I’m a developer, and the community scares me… - sad-dev
https://medium.com/@depressed.developer/i-m-a-developer-and-the-community-scares-me-91b92e1d982c#.tqo0m1ty2
======
skewart
I’m a developer at a startup in San Francisco. I’d be willing to bet a large
sum of money that the _vast_ majority of developers are so-called ‘dark matter
developers’. Contributing to open source projects, writing helpful blog posts,
and participating in hackathons is going above and beyond the norm. Heck, even
reading HN and proggit regularly and staying on top of new trends is probably
going above and beyond the norm.

That said, it does sometimes seem like there is increased cultural value in
being busy with lots of things — going to conferences and meetups, writing
blog posts, contibuting to any and all open source projects. This kind of
seems at odds with the old programmer ethos of laziness as a virtue.

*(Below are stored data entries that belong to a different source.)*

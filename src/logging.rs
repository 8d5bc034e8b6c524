use anyhow::Context as _;

/// Default filter when `RUST_LOG` is unset.
pub const DEFAULT_FILTER: &str = "info";

/// Installs the stderr subscriber. `RUST_LOG` wins over `default_filter`.
pub fn init(default_filter: &str) -> anyhow::Result<()> {
    let filter = tracing_subscriber::EnvFilter::try_from_default_env()
        .or_else(|_| tracing_subscriber::EnvFilter::try_new(default_filter))
        .with_context(|| format!("build log filter from {default_filter:?}"))?;

    tracing_subscriber::fmt()
        .with_env_filter(filter)
        .with_target(false)
        .with_writer(std::io::stderr)
        .try_init()
        .map_err(|err| anyhow::anyhow!("initialize tracing subscriber: {err}"))?;

    Ok(())
}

I'm tempted to say that a lot of this ‘engagement’ with the community is cargo
culting.

In any case, thanks for writing this anon. I've had similar thoughts and it's
always reassuring to be reminded that I'm not the only one.

------
realitylabs
For what it's worth, I've been working as some role in IT for 25 years,
published a book and written some heavily used pieces of software and feel the
same way. It helped me to start sharing those thoughts with others I respected
in the community to get their feedback and to help fight that negative voice
in my head. I think those thoughts are common and when they are (now) shared
with me, I confirm to the person that to tell themselves that it's crazy talk;
sometimes my brain wants to keep me isolated even though that's the opposite
of what's healthy for it.

------
ferrari8608
Have you considered therapy? It sounds to me like your issues with getting out
and networking with developers don't have much to do with the developers in
particular. Rather, your social anxiety within you is holding you back from
putting yourself out there.

I'm no expert on these things, but I did used to be primarily introverted.
Extrovert tendencies did not emerge until I started working to fix the parts
of my personality that would always hold me back from new possibilities and
opportunities, and you can't fix what you don't understand.

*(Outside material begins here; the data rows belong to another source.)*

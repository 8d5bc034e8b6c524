//! In-process event fan-out for pipeline progress.
//!
//! Delivery is best effort: `emit` never waits, and a subscriber that falls
//! behind loses the oldest events instead of slowing the pipeline down.

use chrono::{DateTime, Utc};
use serde::Serialize;
use tokio::sync::broadcast;

const DEFAULT_CAPACITY: usize = 512;

#[derive(Debug, Clone, Copy, Serialize, PartialEq, Eq)]
#[serde(rename_all = "snake_case")]
pub enum ChunkPhase {
    Translating,
    Combining,
    Polishing,
    Done,
}

#[derive(Debug, Clone, Serialize, PartialEq)]
#[serde(tag = "type", content = "data", rename_all = "snake_case")]
pub enum PipelineEvent {
    JobStarted {
        book_dir: String,
        total_chapters: usize,
    },
    ChapterCrawled {
        index: u32,
        title: String,
    },
    ChapterTranslated {
        index: u32,
        title: String,
    },
    ChapterFailed {
        index: u32,
        phase: String,
        error: String,
    },
    ChunkProgress {
        index: u32,
        phase: ChunkPhase,
        completed: usize,
        total: usize,
    },
    GlossaryUpdated {
        added: usize,
        total: usize,
    },
    Progress {
        crawled: usize,
        translated: usize,
        total: usize,
    },
    JobCompleted {
        all_done: bool,
        crawled: usize,
        translated: usize,
    },
    JobCancelled,
    JobFailed {
        error: String,
    },
}

impl PipelineEvent {
    pub fn kind(&self) -> &'static str {
        match self {
            Self::JobStarted { .. } => "job_started",
            Self::ChapterCrawled { .. } => "chapter_crawled",
            Self::ChapterTranslated { .. } => "chapter_translated",
            Self::ChapterFailed { .. } => "chapter_failed",
            Self::ChunkProgress { .. } => "chunk_progress",
            Self::GlossaryUpdated { .. } => "glossary_updated",
            Self::Progress { .. } => "progress",
            Self::JobCompleted { .. } => "job_completed",
            Self::JobCancelled => "job_cancelled",
            Self::JobFailed { .. } => "job_failed",
        }
    }

    /// Events after which a job's progress snapshot is worth refreshing.
    pub fn touches_chapter(&self) -> bool {
        matches!(
            self,
            Self::ChapterCrawled { .. } | Self::ChapterTranslated { .. } | Self::ChapterFailed { .. }
        )
    }
}

#[derive(Debug, Clone)]
pub struct JobEvent {
    pub job_id: Option<String>,
    pub timestamp: DateTime<Utc>,
    pub event: PipelineEvent,
}

/// Wire shape used by presentation layers.
#[derive(Debug, Clone, Serialize)]
pub struct EventEnvelope {
    #[serde(rename = "type")]
    pub kind: String,
    pub job_id: Option<String>,
    pub timestamp: DateTime<Utc>,
    pub data: serde_json::Value,
}

impl From<&JobEvent> for EventEnvelope {
    fn from(value: &JobEvent) -> Self {
        let data = serde_json::to_value(&value.event)
            .ok()
            .and_then(|mut v| v.get_mut("data").map(serde_json::Value::take))
            .unwrap_or(serde_json::Value::Null);
        Self {
            kind: value.event.kind().to_owned(),
            job_id: value.job_id.clone(),
            timestamp: value.timestamp,
            data,
        }
    }
}

#[derive(Debug, Clone)]
pub struct EventBus {
    tx: broadcast::Sender<JobEvent>,
}

impl EventBus {
    pub fn new() -> Self {
        Self::with_capacity(DEFAULT_CAPACITY)
    }

    pub fn with_capacity(capacity: usize) -> Self {
        let (tx, _) = broadcast::channel(capacity.max(1));
        Self { tx }
    }

    pub fn subscribe(&self) -> broadcast::Receiver<JobEvent> {
        self.tx.subscribe()
    }

    pub fn emit(&self, job_id: Option<&str>, event: PipelineEvent) {
        tracing::debug!(kind = event.kind(), job_id, "event");
        // No receivers is not an error.
        let _ = self.tx.send(JobEvent {
            job_id: job_id.map(str::to_owned),
            timestamp: Utc::now(),
            event,
        });
    }

    /// Handle that stamps every event with `job_id`.
    pub fn scoped(&self, job_id: Option<String>) -> EventSink {
        EventSink {
            bus: self.clone(),
            job_id,
        }
    }
}

impl Default for EventBus {
    fn default() -> Self {
        Self::new()
    }
}

#[derive(Debug, Clone)]
pub struct EventSink {
    bus: EventBus,
    job_id: Option<String>,
}

impl EventSink {
    /// A sink nobody listens to.
    pub fn detached() -> Self {
        EventBus::with_capacity(1).scoped(None)
    }

    pub fn emit(&self, event: PipelineEvent) {
        self.bus.emit(self.job_id.as_deref(), event);
    }

    pub fn subscribe(&self) -> broadcast::Receiver<JobEvent> {
        self.bus.subscribe()
    }
}
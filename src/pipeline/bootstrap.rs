use std::path::PathBuf;

use anyhow::Context as _;

use crate::events::PipelineEvent;
use crate::raw_store;

use super::state::PipelineContext;

/// Progress of the one-time initial glossary generation.
///
/// `Done` is only ever entered on success (or when there is nothing to do).
/// A failed attempt goes back to `NotStarted`, so the next consumer that asks
/// will try again.
#[derive(Debug, Clone, Copy, PartialEq, Eq)]
pub enum BootstrapState {
    NotStarted,
    InProgress,
    Done,
}

/// Generates the initial glossary from sampled raw chapters if nobody has
/// yet. Safe to call from every consumer; all but the first return quickly.
pub async fn ensure_glossary(ctx: &PipelineContext) -> anyhow::Result<()> {
    if ctx.bootstrap_done() {
        return Ok(());
    }

    let mut state = ctx.glossary.lock().await;
    if state.bootstrap == BootstrapState::Done {
        return Ok(());
    }
    if !state.glossary.is_empty() {
        ctx.mark_bootstrap_done(&mut state);
        return Ok(());
    }

    let raw = raw_store::list_raw_chapters(ctx.book_dir()).await?;
    if raw.is_empty() {
        ctx.mark_bootstrap_done(&mut state);
        return Ok(());
    }

    state.bootstrap = BootstrapState::InProgress;
    let samples = match read_samples(ctx, &raw).await {
        Ok(samples) => samples,
        Err(err) => {
            state.bootstrap = BootstrapState::NotStarted;
            return Err(err);
        }
    };
    tracing::info!(samples = samples.len(), "glossary: generating from samples");

    let generated = ctx
        .capabilities
        .glossary
        .generate_from_samples(
            &samples,
            Some(ctx.style_prompt.as_str()),
            state.glossary.entries(),
        )
        .await
        .context("generate glossary");
    let entries = match generated {
        Ok(entries) => entries,
        Err(err) => {
            state.bootstrap = BootstrapState::NotStarted;
            return Err(err);
        }
    };

    let added = state.glossary.merge_new(entries);
    if let Err(err) = state.glossary.save(ctx.book_dir()).await {
        state.bootstrap = BootstrapState::NotStarted;
        return Err(err);
    }
    ctx.publish_glossary(&state.glossary);
    ctx.mark_bootstrap_done(&mut state);
    let total = state.glossary.len();
    let terms = state.mark_indexed();
    drop(state);

    tracing::info!(added, total, "glossary: generated");
    ctx.emit(PipelineEvent::GlossaryUpdated { added, total });

    if let Err(err) = ctx.rebuild_term_index(terms).await {
        tracing::warn!(error = %format!("{err:#}"), "term index rebuild failed");
    }
    Ok(())
}

async fn read_samples(ctx: &PipelineContext, raw: &[PathBuf]) -> anyhow::Result<Vec<String>> {
    let picked = pick_samples(
        raw,
        ctx.translation.glossary_sample_chapters,
        ctx.translation.glossary_random_sample,
    );
    let mut samples = Vec::with_capacity(picked.len());
    for path in picked {
        let contents = tokio::fs::read_to_string(&path)
            .await
            .with_context(|| format!("read sample: {}", path.display()))?;
        let (_, body) = raw_store::split_raw_chapter(&contents);
        let excerpt = body
            .chars()
            .take(ctx.translation.glossary_sample_size)
            .collect::<String>();
        if !excerpt.trim().is_empty() {
            samples.push(excerpt);
        }
    }
    Ok(samples)
}

fn pick_samples(paths: &[PathBuf], count: usize, random: bool) -> Vec<PathBuf> {
    if paths.len() <= count {
        return paths.to_vec();
    }
    if !random {
        return paths[..count].to_vec();
    }
    let mut picked = paths.to_vec();
    fastrand::shuffle(&mut picked);
    picked.truncate(count);
    picked.sort();
    picked
}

Throw something out there. Send a pull request or message. See what happens.
You can't gauge your worth based on failed attempts to elicit feedback.

------
sdoering
I would recommend you think about therapy. Getting professional help might get
your feet on a way to long term betterment.

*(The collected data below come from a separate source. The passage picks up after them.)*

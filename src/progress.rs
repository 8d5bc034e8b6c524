use std::collections::BTreeSet;
use std::path::Path;

use anyhow::Context as _;
use chrono::{DateTime, Utc};
use serde::{Deserialize, Serialize};

use crate::raw_store;

#[derive(Debug, Clone, Copy, Serialize, Deserialize, PartialEq, Eq, Hash)]
#[serde(rename_all = "snake_case")]
pub enum ChapterStatus {
    Pending,
    Crawled,
    Translated,
    Formatted,
    Exported,
    Error,
}

impl ChapterStatus {
    fn rank(self) -> Option<u8> {
        match self {
            Self::Pending => Some(0),
            Self::Crawled => Some(1),
            Self::Translated => Some(2),
            Self::Formatted => Some(3),
            Self::Exported => Some(4),
            Self::Error => None,
        }
    }

    /// True for `translated` and every later stage.
    pub fn is_translated(self) -> bool {
        self.rank().is_some_and(|rank| rank >= 2)
    }

    /// Whether `self -> next` is a legal transition without `force`.
    ///
    /// Forward moves advance exactly one stage; `error` is reachable from any
    /// non-terminal state.
    pub fn can_advance_to(self, next: Self) -> bool {
        match (self.rank(), next.rank()) {
            (Some(_), None) => self != Self::Exported,
            (Some(from), Some(to)) => to == from + 1,
            (None, _) => false,
        }
    }
}

impl std::fmt::Display for ChapterStatus {
    fn fmt(&self, f: &mut std::fmt::Formatter<'_>) -> std::fmt::Result {
        let s = match self {
            Self::Pending => "pending",
            Self::Crawled => "crawled",
            Self::Translated => "translated",
            Self::Formatted => "formatted",
            Self::Exported => "exported",
            Self::Error => "error",
        };
        f.write_str(s)
    }
}

#[derive(Debug, Clone, Serialize, Deserialize, PartialEq)]
pub struct Chapter {
    pub index: u32,
    pub id: String,
    pub source_url: String,
    #[serde(default)]
    pub title_source: String,
    #[serde(default)]
    pub title_target: Option<String>,
    pub status: ChapterStatus,
    #[serde(default)]
    pub error_message: Option<String>,
    #[serde(default)]
    pub crawled_at: Option<DateTime<Utc>>,
    #[serde(default)]
    pub translated_at: Option<DateTime<Utc>>,
}

impl Chapter {
    pub fn new(index: u32, id: impl Into<String>, source_url: impl Into<String>) -> Self {
        Self {
            index,
            id: id.into(),
            source_url: source_url.into(),
            title_source: String::new(),
            title_target: None,
            status: ChapterStatus::Pending,
            error_message: None,
            crawled_at: None,
            translated_at: None,
        }
    }
}

/// CSS selectors the crawler uses for this book's source site.
#[derive(Debug, Clone, Serialize, Deserialize, PartialEq)]
pub struct BookPatterns {
    /// Matches every chapter link on the index page. Empty means "guess".
    #[serde(default)]
    pub chapter_selector: String,
    #[serde(default = "default_content_selector")]
    pub content_selector: String,
    #[serde(default = "default_title_selector")]
    pub title_selector: String,
    #[serde(default = "default_elements_to_remove")]
    pub elements_to_remove: Vec<String>,
}

fn default_content_selector() -> String {
    "#content".to_owned()
}

fn default_title_selector() -> String {
    "h1".to_owned()
}

fn default_elements_to_remove() -> Vec<String> {
    ["script", "style", ".toplink", "table"]
        .into_iter()
        .map(str::to_owned)
        .collect()
}

impl Default for BookPatterns {
    fn default() -> Self {
        Self {
            chapter_selector: String::new(),
            content_selector: default_content_selector(),
            title_selector: default_title_selector(),
            elements_to_remove: default_elements_to_remove(),
        }
    }
}

#[derive(Debug, Clone, Serialize, Deserialize, PartialEq)]
pub struct BookProgress {
    pub source_url: String,
    #[serde(default)]
    pub title_source: String,
    #[serde(default)]
    pub title_target: String,
    #[serde(default)]
    pub author_source: String,
    #[serde(default)]
    pub author_target: String,
    #[serde(default = "default_encoding")]
    pub content_encoding: String,
    #[serde(default)]
    pub patterns: BookPatterns,
    #[serde(default)]
    pub chapters: Vec<Chapter>,
    pub created_at: DateTime<Utc>,
    pub updated_at: DateTime<Utc>,
}

fn default_encoding() -> String {
    "utf-8".to_owned()
}

impl BookProgress {
    pub fn new(source_url: impl Into<String>) -> Self {
        let now = Utc::now();
        Self {
            source_url: source_url.into(),
            title_source: String::new(),
            title_target: String::new(),
            author_source: String::new(),
            author_target: String::new(),
            content_encoding: default_encoding(),
            patterns: BookPatterns::default(),
            chapters: Vec::new(),
            created_at: now,
            updated_at: now,
        }
    }

    /// Loads `book.json`. `None` means the book has never been initialised.
    pub async fn load(book_dir: &Path) -> anyhow::Result<Option<Self>> {
        let path = book_dir.join(raw_store::BOOK_JSON);
        raw_store::read_json(&path)
            .await
            .with_context(|| format!("read: {}", path.display()))
    }

    /// Rewrites the whole aggregate atomically and bumps `updated_at`.
    pub async fn save(&mut self, book_dir: &Path) -> anyhow::Result<()> {
        self.touch();
        let path = book_dir.join(raw_store::BOOK_JSON);
        raw_store::write_json_atomic(&path, self)
            .await
            .with_context(|| format!("write: {}", path.display()))
    }

    /// `updated_at` never moves backwards, even if the clock does.
    fn touch(&mut self) {
        let now = Utc::now();
        self.updated_at = if now > self.updated_at {
            now
        } else {
            self.updated_at + chrono::Duration::microseconds(1)
        };
    }

    pub fn chapter(&self, index: u32) -> Option<&Chapter> {
        self.chapters.iter().find(|c| c.index == index)
    }

    pub fn chapter_mut(&mut self, index: u32) -> Option<&mut Chapter> {
        self.chapters.iter_mut().find(|c| c.index == index)
    }

    pub fn chapters_with_status(&self, status: ChapterStatus) -> Vec<&Chapter> {
        self.chapters.iter().filter(|c| c.status == status).collect()
    }

    /// Mutates one chapter in memory. Fails, leaving the chapter untouched,
    /// if the index is unknown or `status` is not a legal next state.
    ///
    /// Callers go through [`ProgressStore`] so the change is persisted under
    /// the progress lock. Forced resets bypass this and assign `status`
    /// directly.
    pub fn apply_status(
        &mut self,
        index: u32,
        status: ChapterStatus,
        error: Option<String>,
    ) -> anyhow::Result<()> {
        let chapter = self
            .chapter_mut(index)
            .ok_or_else(|| anyhow::anyhow!("unknown chapter index: {index}"))?;
        if !chapter.status.can_advance_to(status) {
            anyhow::bail!(
                "chapter {index}: illegal status transition {} -> {status}",
                chapter.status
            );
        }
        chapter.status = status;
        chapter.error_message = error;
        match status {
            ChapterStatus::Crawled => chapter.crawled_at = Some(Utc::now()),
            ChapterStatus::Translated => chapter.translated_at = Some(Utc::now()),
            _ => {}
        }
        Ok(())
    }
}

/// Single writer for a book's progress: every mutation happens while holding
/// the lock and is followed by a full save.
#[derive(Debug)]
pub struct ProgressStore {
    book_dir: std::path::PathBuf,
    inner: tokio::sync::Mutex<BookProgress>,
}

impl ProgressStore {
    pub fn new(book_dir: impl Into<std::path::PathBuf>, progress: BookProgress) -> Self {
        Self {
            book_dir: book_dir.into(),
            inner: tokio::sync::Mutex::new(progress),
        }
    }

    pub fn book_dir(&self) -> &Path {
        &self.book_dir
    }

    pub async fn update_chapter_status(
        &self,
        index: u32,
        status: ChapterStatus,
        error: Option<String>,
    ) -> anyhow::Result<()> {
        let mut progress = self.inner.lock().await;
        progress.apply_status(index, status, error)?;
        progress.save(&self.book_dir).await
    }

    /// Runs `f` against the whole aggregate and persists the result. Nothing
    /// is written if `f` fails.
    pub async fn update<F>(&self, f: F) -> anyhow::Result<()>
    where
        F: FnOnce(&mut BookProgress) -> anyhow::Result<()>,
    {
        let mut progress = self.inner.lock().await;
        f(&mut progress)?;
        progress.save(&self.book_dir).await
    }

    pub async fn save(&self) -> anyhow::Result<()> {
        let mut progress = self.inner.lock().await;
        progress.save(&self.book_dir).await
    }

    pub async fn snapshot(&self) -> BookProgress {
        self.inner.lock().await.clone()
    }

    pub async fn chapter(&self, index: u32) -> Option<Chapter> {
        self.inner.lock().await.chapter(index).cloned()
    }
}

/// Parses `"1-5,10,15-20"` into sorted indices within `1..=max_chapter`.
pub fn parse_chapter_range(ranges: &str, max_chapter: u32) -> anyhow::Result<Vec<u32>> {
    if ranges.trim().is_empty() {
        return Ok((1..=max_chapter).collect());
    }

    let mut result = BTreeSet::new();
    for part in ranges.split(',') {
        let part = part.trim();
        if part.is_empty() {
            continue;
        }
        if let Some((start, end)) = part.split_once('-') {
            let start: u32 = start
                .trim()
                .parse()
                .with_context(|| format!("invalid range start in {part:?}"))?;
            let end: u32 = end
                .trim()
                .parse()
                .with_context(|| format!("invalid range end in {part:?}"))?;
            let start = start.max(1);
            let end = end.min(max_chapter);
            result.extend(start..=end);
        } else {
            let idx: u32 = part
                .parse()
                .with_context(|| format!("invalid chapter index {part:?}"))?;
            if (1..=max_chapter).contains(&idx) {
                result.insert(idx);
            }
        }
    }
    Ok(result.into_iter().collect())
}
/// Applies the range filter and `force`, then buckets chapters by status.
async fn classify(
    book_dir: &Path,
    progress: &mut BookProgress,
    options: &RunOptions,
) -> anyhow::Result<Plan> {
    let max = progress.chapters.iter().map(|c| c.index).max().unwrap_or(0);
    let known = progress.chapters.iter().map(|c| c.index).collect::<HashSet<_>>();
    let selected = parse_chapter_range(options.chapters.as_deref().unwrap_or(""), max)?
        .into_iter()
        .filter(|i| known.contains(i))
        .collect::<Vec<_>>();

    if options.force {
        let recrawl = options.url.is_some() && !options.translate_only;
        for &index in &selected {
            let has_raw = raw_store::find_raw_chapter(book_dir, index).await?.is_some();
            if let Some(chapter) = progress.chapter_mut(index) {
                force_reset(chapter, recrawl, has_raw);
            }
        }
    }

    let mut plan = Plan {
        selected,
        ..Plan::default()
    };
    for &index in &plan.selected {
        let Some(chapter) = progress.chapter(index) else {
            continue;
        };
        match chapter.status {
            ChapterStatus::Pending if !options.translate_only => plan.to_crawl.push(index),
            ChapterStatus::Pending | ChapterStatus::Error => {}
            ChapterStatus::Crawled => {
                plan.already_crawled += 1;
                if !options.crawl_only {
                    plan.to_translate.push(index);
                }
            }
            ChapterStatus::Translated | ChapterStatus::Formatted | ChapterStatus::Exported => {
                plan.already_crawled += 1;
                plan.already_translated += 1;
            }
        }
    }
    Ok(plan)
}

/// With a source url everything goes back to `pending`. Without one only
/// chapters whose raw file survives can be re-translated.
fn force_reset(chapter: &mut Chapter, recrawl: bool, has_raw: bool) {
    if chapter.status == ChapterStatus::Pending {
        return;
    }
    chapter.status = if !recrawl && has_raw {
        ChapterStatus::Crawled
    } else {
        ChapterStatus::Pending
    };
    chapter.error_message = None;
}

/// Runs producer and consumers until they finish or the run is cancelled.
/// Returns whether the run was cancelled.
async fn drive(
    ctx: &Arc<PipelineContext>,
    plan: &Plan,
    workers: usize,
    crawl_only: bool,
) -> anyhow::Result<bool> {
    let queue = WorkQueue::new();
    let mut tasks = JoinSet::new();

    let sync_stop = CancellationToken::new();
    let synchronizer = (!crawl_only).then(|| {
        let ctx = Arc::clone(ctx);
        let stop = sync_stop.clone();
        tokio::spawn(async move { synchronizer::run(&ctx, stop).await })
    });

    if crawl_only {
        let ctx = Arc::clone(ctx);
        let chapters = plan.to_crawl.clone();
        let queue = queue.clone();
        tasks.spawn(async move { producer::run(&ctx, chapters, queue, 0).await });
    } else {
        for &index in &plan.to_translate {
            queue.push(index);
        }
        if plan.to_crawl.is_empty() {
            queue.close(workers);
        } else {
            let ctx = Arc::clone(ctx);
            let chapters = plan.to_crawl.clone();
            let queue = queue.clone();
            tasks.spawn(async move { producer::run(&ctx, chapters, queue, workers).await });
        }
        for worker in 0..workers {
            tasks.spawn(consumer::run(Arc::clone(ctx), worker, queue.clone()));
        }
    }

    let grace = ctx.pipeline.shutdown_grace();
    let cancelled = supervise(&mut tasks, &ctx.cancel, grace).await;

    sync_stop.cancel();
    if let Some(mut handle) = synchronizer
        && tokio::time::timeout(grace, &mut handle).await.is_err()
    {
        tracing::warn!("glossary synchronizer did not stop in time; aborting");
        handle.abort();
    }
    Ok(cancelled)
}

async fn supervise(tasks: &mut JoinSet<()>, cancel: &CancellationToken, grace: Duration) -> bool {
    tokio::select! {
        _ = drain(tasks) => return cancel.is_cancelled(),
        _ = cancel.cancelled() => {}
    }

    tracing::info!(grace_secs = grace.as_secs(), "pipeline: cancelling; waiting for in-flight chapters");
    if tokio::time::timeout(grace, drain(tasks)).await.is_err() {
        tracing::warn!("pipeline: grace period expired; aborting remaining tasks");
        tasks.abort_all();
        drain(tasks).await;
    }
    true
}

async fn drain(tasks: &mut JoinSet<()>) {
    while let Some(joined) = tasks.join_next().await {
        if let Err(err) = joined
            && err.is_panic()
        {
            tracing::error!(%err, "pipeline task panicked");
        }
    }
}

/// Last write of glossary and progress. Runs on every exit path.
async fn finalize(ctx: &PipelineContext) -> anyhow::Result<()> {
    let glossary = {
        let state = ctx.glossary.lock().await;
        state.glossary.save(ctx.book_dir()).await
    };
    let progress = ctx.progress.save().await;
    glossary.context("final glossary save")?;
    progress.context("final progress save")
}

fn summarize(
    plan: &Plan,
    progress: &BookProgress,
    stats: &RunStats,
    cancelled: bool,
) -> PipelineResult {
    let translated_in_range = plan
        .selected
        .iter()
        .filter_map(|&i| progress.chapter(i))
        .filter(|c| c.status.is_translated())
        .count();
    PipelineResult {
        total_chapters: plan.selected.len(),
        crawled: RunStats::get(&stats.crawled),
        translated: RunStats::get(&stats.translated),
        skipped_crawl: plan.already_crawled,
        skipped_translate: plan.already_translated + RunStats::get(&stats.skipped_translate),
        failed_crawl: RunStats::get(&stats.failed_crawl),
        failed_translate: RunStats::get(&stats.failed_translate),
        errors: stats.errors(),
        cancelled,
        all_done: !cancelled && translated_in_range >= plan.selected.len(),
    }
}
//! Call metering via the CallSink trait.
//!
//! `MeteredService` reports every service call through a CallSink so the
//! client stays independent of where the records end up:
//! - the CLI uses TracingCallSink
//! - tests use NoopCallSink or a collecting sink

use async_trait::async_trait;
use chrono::{DateTime, Utc};

use super::types::EvaluationMode;

/// Status of a service call.
#[derive(Debug, Clone, Copy, PartialEq, Eq)]
pub enum CallStatus {
    Success,
    Error,
}

impl CallStatus {
    pub fn as_str(&self) -> &'static str {
        match self {
            CallStatus::Success => "success",
            CallStatus::Error => "error",
        }
    }
}

/// Record of one evaluation service call.
#[derive(Debug, Clone)]
pub struct CallRecord {
    /// Endpoint: "config" or "evaluate".
    pub endpoint: &'static str,
    /// Mode of the submitted request (evaluate only).
    pub mode: Option<EvaluationMode>,
    /// Latency in milliseconds.
    pub latency_ms: u64,
    /// Call status.
    pub status: CallStatus,
    /// Error code if status is Error.
    pub error_code: Option<String>,
    /// Service request ID (for debugging).
    pub request_id: Option<String>,
    /// When the call was made.
    pub timestamp: DateTime<Utc>,
}

impl CallRecord {
    pub fn new(endpoint: &'static str) -> Self {
        Self {
            endpoint,
            mode: None,
            latency_ms: 0,
            status: CallStatus::Success,
            error_code: None,
            request_id: None,
            timestamp: Utc::now(),
        }
    }

    pub fn mode(mut self, mode: EvaluationMode) -> Self {
        self.mode = Some(mode);
        self
    }

    pub fn latency(mut self, ms: u64) -> Self {
        self.latency_ms = ms;
        self
    }

    pub fn error(mut self, code: impl Into<String>) -> Self {
        self.status = CallStatus::Error;
        self.error_code = Some(code.into());
        self
    }

    pub fn request_id(mut self, id: Option<&str>) -> Self {
        self.request_id = id.map(str::to_string);
        self
    }
}

/// Trait for recording service calls.
#[async_trait]
pub trait CallSink: Send + Sync {
    /// Record a call. Fire-and-forget: failures are not propagated.
    async fn record(&self, record: CallRecord);
}

/// Sink that discards all records.
#[derive(Debug, Clone, Copy, Default)]
pub struct NoopCallSink;

#[async_trait]
impl CallSink for NoopCallSink {
    async fn record(&self, _record: CallRecord) {}
}

/// Sink that emits each record as a structured `tracing` event.
#[derive(Debug, Clone, Copy, Default)]
pub struct TracingCallSink;

#[async_trait]
impl CallSink for TracingCallSink {
    async fn record(&self, record: CallRecord) {
        let mode = record.mode.map(|m| m.as_str()).unwrap_or("-");
        match record.status {
            CallStatus::Success => tracing::info!(
                endpoint = record.endpoint,
                mode,
                latency_ms = record.latency_ms,
                status = record.status.as_str(),
                "evaluation service call"
            ),
            CallStatus::Error => tracing::warn!(
                endpoint = record.endpoint,
                mode,
                latency_ms = record.latency_ms,
                status = record.status.as_str(),
                error_code = record.error_code.as_deref().unwrap_or("unknown"),
                request_id = record.request_id.as_deref().unwrap_or("-"),
                "evaluation service call failed"
            ),
        }
    }
}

What I was wondering is why you should be want to be seen. Do you feel the
need to be recognised. Do you miss appreciation?

I would really, really recommend professional help. This is not something to
be taken lightly.

------
sdiq
While I am not sure whether you are on medication but that can really help.
Besides anti-depressants you also need to look for a good psychotherapist.
Therapy would certainly help you, too.